**What to work on:**
Every line containing "token" should be copied out. Go through the entries and find them.

(Dataset entries)
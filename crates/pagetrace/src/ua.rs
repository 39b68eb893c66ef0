//! User-agent parsing for the browser preset attributes.

/// Browser brand and version extracted from a user-agent string.
#[derive(Debug, Clone, PartialEq, Eq)]
pub struct UserAgentData {
    pub brand: String,
    pub version: String,
}

/// Extract a brand/version pair from a user-agent string.
///
/// Token order matters: Edge and Opera embed a `Chrome/` token, and every
/// WebKit browser embeds `Safari/`, so the more specific brands are checked
/// first. Unrecognized agents come back as `unknown` with an empty version.
pub fn parse_user_agent(ua: &str) -> UserAgentData {
    let brands = [
        ("Edg/", "Edge"),
        ("OPR/", "Opera"),
        ("Chrome/", "Chrome"),
        ("Firefox/", "Firefox"),
    ];
    for (token, brand) in brands {
        if let Some(version) = version_after(ua, token) {
            return UserAgentData {
                brand: brand.into(),
                version,
            };
        }
    }
    // Safari reports its version under a separate Version/ token.
    if ua.contains("Safari/") {
        if let Some(version) = version_after(ua, "Version/") {
            return UserAgentData {
                brand: "Safari".into(),
                version,
            };
        }
    }
    UserAgentData {
        brand: "unknown".into(),
        version: String::new(),
    }
}

fn version_after(ua: &str, token: &str) -> Option<String> {
    let rest = &ua[ua.find(token)? + token.len()..];
    let version: String = rest
        .chars()
        .take_while(|c| c.is_ascii_digit() || *c == '.')
        .collect();
    if version.is_empty() {
        None
    } else {
        Some(version)
    }
}
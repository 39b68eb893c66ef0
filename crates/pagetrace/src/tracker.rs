//! Tracker context object and init flow.

use crate::click::{
    click_payload, is_clickable, is_interceptable_anchor, navigate_after, ClickDisposition,
    ClickEvent,
};
use crate::config::{Config, TrackerBuilder};
use crate::identity::{ensure_distinct_id, Storage, DISTINCT_ID_KEY};
use crate::page::Page;
use crate::pageview::{HistoryHooks, NavigationKind};
use crate::transport::Sender;
use crate::types::{Message, EVENT_CLICK, EVENT_PAGEVIEW};
use crate::ua::parse_user_agent;
use crate::Error;
use serde_json::Value;
use std::sync::{Arc, Mutex};
use std::time::{SystemTime, UNIX_EPOCH};
use tracing::{debug, warn};
use url::Url;

/// Get current timestamp in milliseconds.
fn now_ms() -> i64 {
    SystemTime::now()
        .duration_since(UNIX_EPOCH)
        .unwrap_or_default()
        .as_millis() as i64
}

/// How a qualifying anchor click should be dispatched.
enum AnchorClass {
    /// Same-origin link under the single-page public path; the in-page
    /// router will handle it.
    InApp,
    /// A real page unload; navigation is taken over, deferred behind the
    /// tracking send. Carries the resolved href.
    External(String),
    /// The href did not parse; tracked like any other element.
    Invalid,
}

/// An analytics tracker bound to one page surface.
///
/// Construction runs the whole init flow: merge options, restore or create
/// the distinct id, resolve the transport, emit the initial `$pageview`, and
/// arm the navigation and click instrumentation the options ask for. All
/// later event emission funnels through [`track`](Tracker::track).
///
/// There is no global state: independent trackers coexist, each closing over
/// its own page, storage scope, and preset attributes.
///
/// # Example
///
/// ```rust,no_run
/// use pagetrace::{MemoryPage, MemoryStore, SendType, Tracker};
/// use std::sync::Arc;
///
/// # async fn example() -> Result<(), pagetrace::Error> {
/// let page = Arc::new(MemoryPage::new("https://shop.example/app", "Shop"));
/// let tracker = Tracker::builder("https://collect.example/e")
///     .send_type(SendType::Image)
///     .single_page_public_path("/app")
///     .build(page, &MemoryStore::default())?;
///
/// let mut payload = pagetrace::Message::new();
/// payload.insert("plan", "pro");
/// tracker.track("signup", payload).await;
/// # Ok(())
/// # }
/// ```
pub struct Tracker {
    config: Config,
    page: Arc<dyn Page>,
    sender: Arc<Sender>,
    preset: Mutex<Message>,
    hooks: HistoryHooks,
}

impl Tracker {
    /// Create a new builder with the given collection endpoint.
    pub fn builder(dsn: impl Into<String>) -> TrackerBuilder {
        TrackerBuilder::new(dsn)
    }

    /// Create a tracker from finished options, running the init flow.
    pub(crate) fn from_config(
        config: Config,
        page: Arc<dyn Page>,
        storage: &dyn Storage,
    ) -> Result<Self, Error> {
        let sender = Arc::new(Sender::new(&config)?);

        let user_agent = page.user_agent();
        let agent = parse_user_agent(&user_agent);
        let mut preset = Message::new();
        preset.insert("$sdk_version", env!("CARGO_PKG_VERSION"));
        preset.insert("$sdk_type", "rust");
        preset.insert("$user_agent", user_agent);
        preset.insert("$browser_brand", agent.brand);
        preset.insert("$browser_version", agent.version);
        preset.insert("$language", page.language());
        preset.insert("$platform", page.platform());
        preset.insert(DISTINCT_ID_KEY, ensure_distinct_id(storage));

        let tracker = Self {
            config,
            page,
            sender,
            preset: Mutex::new(preset),
            hooks: HistoryHooks::new(),
        };

        // Initial pageview carries the real document referrer.
        let mut payload = Message::new();
        payload.insert("$url", tracker.page.url());
        payload.insert("$referrer", tracker.page.referrer());
        tracker.spawn_track(EVENT_PAGEVIEW, payload);

        if tracker.config.track_single_page() {
            tracker.hooks.install(tracker.page.url());
        }

        Ok(tracker)
    }

    /// Get the tracker configuration.
    pub fn config(&self) -> &Config {
        &self.config
    }

    /// Add or overwrite one attribute sent with every future event.
    pub fn append_preset(&self, name: impl Into<String>, value: impl Into<Value>) {
        self.preset.lock().unwrap().insert(name, value);
    }

    /// Override the generated device identifier.
    pub fn set_distinct_id(&self, id: impl Into<String>) {
        self.append_preset(DISTINCT_ID_KEY, id.into());
    }

    /// The distinct id events currently carry.
    pub fn distinct_id(&self) -> Option<String> {
        self.preset
            .lock()
            .unwrap()
            .get(DISTINCT_ID_KEY)
            .and_then(Value::as_str)
            .map(String::from)
    }

    /// Emit one event.
    ///
    /// The message is assembled from the preset attributes, `payload`, and
    /// the page as it is right now, then handed to the transport resolved at
    /// init. The returned future resolves exactly once, when the transport
    /// reports the message dispatched; it never resolves early and never
    /// hangs past the send settling.
    pub async fn track(&self, event_type: &str, payload: Message) {
        let message = self.assemble(event_type, &payload);
        self.sender.send(&message).await;
    }

    /// Whether single-page navigation instrumentation is installed.
    pub fn navigation_hooks_installed(&self) -> bool {
        self.hooks.is_installed()
    }

    /// Disable single-page navigation instrumentation for the rest of this
    /// tracker's life. Present for contract symmetry; a tracker normally
    /// lives for the whole page session and never uninstalls.
    pub fn uninstall_navigation_hooks(&self) {
        self.hooks.uninstall();
    }

    /// Notify the tracker of a completed pushState-equivalent mutation.
    ///
    /// Call after the underlying navigation has applied, so the emitted
    /// `$pageview` captures the new location.
    pub async fn push_state(&self) {
        self.handle_navigation(NavigationKind::Push).await;
    }

    /// Notify the tracker of a completed replaceState-equivalent mutation.
    pub async fn replace_state(&self) {
        self.handle_navigation(NavigationKind::Replace).await;
    }

    /// Notify the tracker of a completed back/forward transition.
    pub async fn pop_state(&self) {
        self.handle_navigation(NavigationKind::Pop).await;
    }

    /// Process one navigation transition forwarded by the host, after the
    /// underlying mutation has applied. All kinds share the same emission
    /// rule: one `$pageview` whose `$referrer` is the previous location.
    pub async fn handle_navigation(&self, kind: NavigationKind) {
        // Rotation is unconditional so the referrer chain stays accurate
        // even while pageview emission is gated off.
        let Some(referrer) = self.hooks.rotate(self.page.url()) else {
            return;
        };
        if !self.config.track_page_view() {
            return;
        }
        debug!(?kind, "navigation transition");

        let mut payload = Message::new();
        payload.insert("$url", self.page.url());
        payload.insert("$referrer", referrer);
        self.track(EVENT_PAGEVIEW, payload).await;
    }

    /// Process one click forwarded by the host.
    ///
    /// Returns what to do with the platform's default action. On
    /// [`ClickDisposition::PreventDefault`] the tracker has taken over the
    /// navigation: it emits `$click` and navigates to the link target when
    /// the send settles or the guard expires, whichever comes first.
    pub fn handle_click(&self, event: ClickEvent) -> ClickDisposition {
        use ClickDisposition::{AllowDefault, PreventDefault};

        if !self.config.track_click() {
            return AllowDefault;
        }
        let Some(target) = event.target() else {
            return AllowDefault;
        };
        if target.is_tag("html") || target.is_tag("body") {
            return AllowDefault;
        }

        let path = &event.path;
        let Some(index) = path.iter().position(is_clickable) else {
            // No anchor or button anywhere in the path: track the raw target.
            self.spawn_track(EVENT_CLICK, click_payload(target, path));
            return AllowDefault;
        };

        let el = &path[index];
        let payload = click_payload(el, &path[index..]);
        if !is_interceptable_anchor(el) {
            self.spawn_track(EVENT_CLICK, payload);
            return AllowDefault;
        }

        match self.classify_anchor(el.href.as_deref().unwrap_or_default()) {
            AnchorClass::InApp | AnchorClass::Invalid => {
                self.spawn_track(EVENT_CLICK, payload);
                AllowDefault
            }
            AnchorClass::External(href) => {
                self.spawn_guarded_navigation(payload, href);
                PreventDefault
            }
        }
    }

    fn classify_anchor(&self, href: &str) -> AnchorClass {
        let parsed = match Url::parse(href) {
            Ok(url) => url,
            Err(err) => {
                warn!(href, error = %err, "failed to parse link URL");
                return AnchorClass::Invalid;
            }
        };
        if self.config.track_single_page() {
            if let Ok(current) = Url::parse(&self.page.url()) {
                let prefix = format!(
                    "{}{}",
                    current.origin().ascii_serialization(),
                    self.config.single_page_public_path()
                );
                if parsed.origin() == current.origin() && parsed.as_str().starts_with(&prefix) {
                    return AnchorClass::InApp;
                }
            }
        }
        AnchorClass::External(parsed.into())
    }

    /// Assemble the wire message for one event from the preset attributes,
    /// the event payload, and the page as it is right now.
    fn assemble(&self, event_type: &str, payload: &Message) -> Message {
        let mut message = self.preset.lock().unwrap().clone();
        message.extend(payload);
        message.insert("$event_type", event_type);
        if self.config.use_client_time() {
            message.insert("$timestamp", now_ms());
        }
        let url = self.page.url();
        let url_path = Url::parse(&url)
            .map(|u| u.path().to_string())
            .unwrap_or_default();
        message.insert("$title", self.page.title());
        message.insert("$url", url);
        message.insert("$url_path", url_path);
        if self.config.debug() {
            debug!(?message, "assembled message");
        }
        message
    }

    /// Emit without a completion consumer: the send runs on its own task.
    fn spawn_track(&self, event_type: &str, payload: Message) {
        let message = self.assemble(event_type, &payload);
        let sender = Arc::clone(&self.sender);
        tokio::spawn(async move {
            sender.send(&message).await;
        });
    }

    fn spawn_guarded_navigation(&self, payload: Message, href: String) {
        let message = self.assemble(EVENT_CLICK, &payload);
        let sender = Arc::clone(&self.sender);
        let page = Arc::clone(&self.page);
        tokio::spawn(async move {
            let send = async move { sender.send(&message).await };
            navigate_after(send, page, href).await;
        });
    }
}

impl TrackerBuilder {
    /// Build the tracker against a page surface and a storage scope.
    ///
    /// Must run inside a tokio runtime: the initial `$pageview` and all
    /// fire-and-forget click sends are dispatched on spawned tasks.
    pub fn build(self, page: Arc<dyn Page>, storage: &dyn Storage) -> Result<Tracker, Error> {
        let config = self.build_config()?;
        Tracker::from_config(config, page, storage)
    }
}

**Expected output:**
/// Token order matters: Edge and Opera embed a `Chrome/` token, and every
    for (token, brand) in brands {
        if let Some(version) = version_after(ua, token) {
    // Safari reports its version under a separate Version/ token.
fn version_after(ua: &str, token: &str) -> Option<String> {
    let rest = &ua[ua.find(token)? + token.len()..];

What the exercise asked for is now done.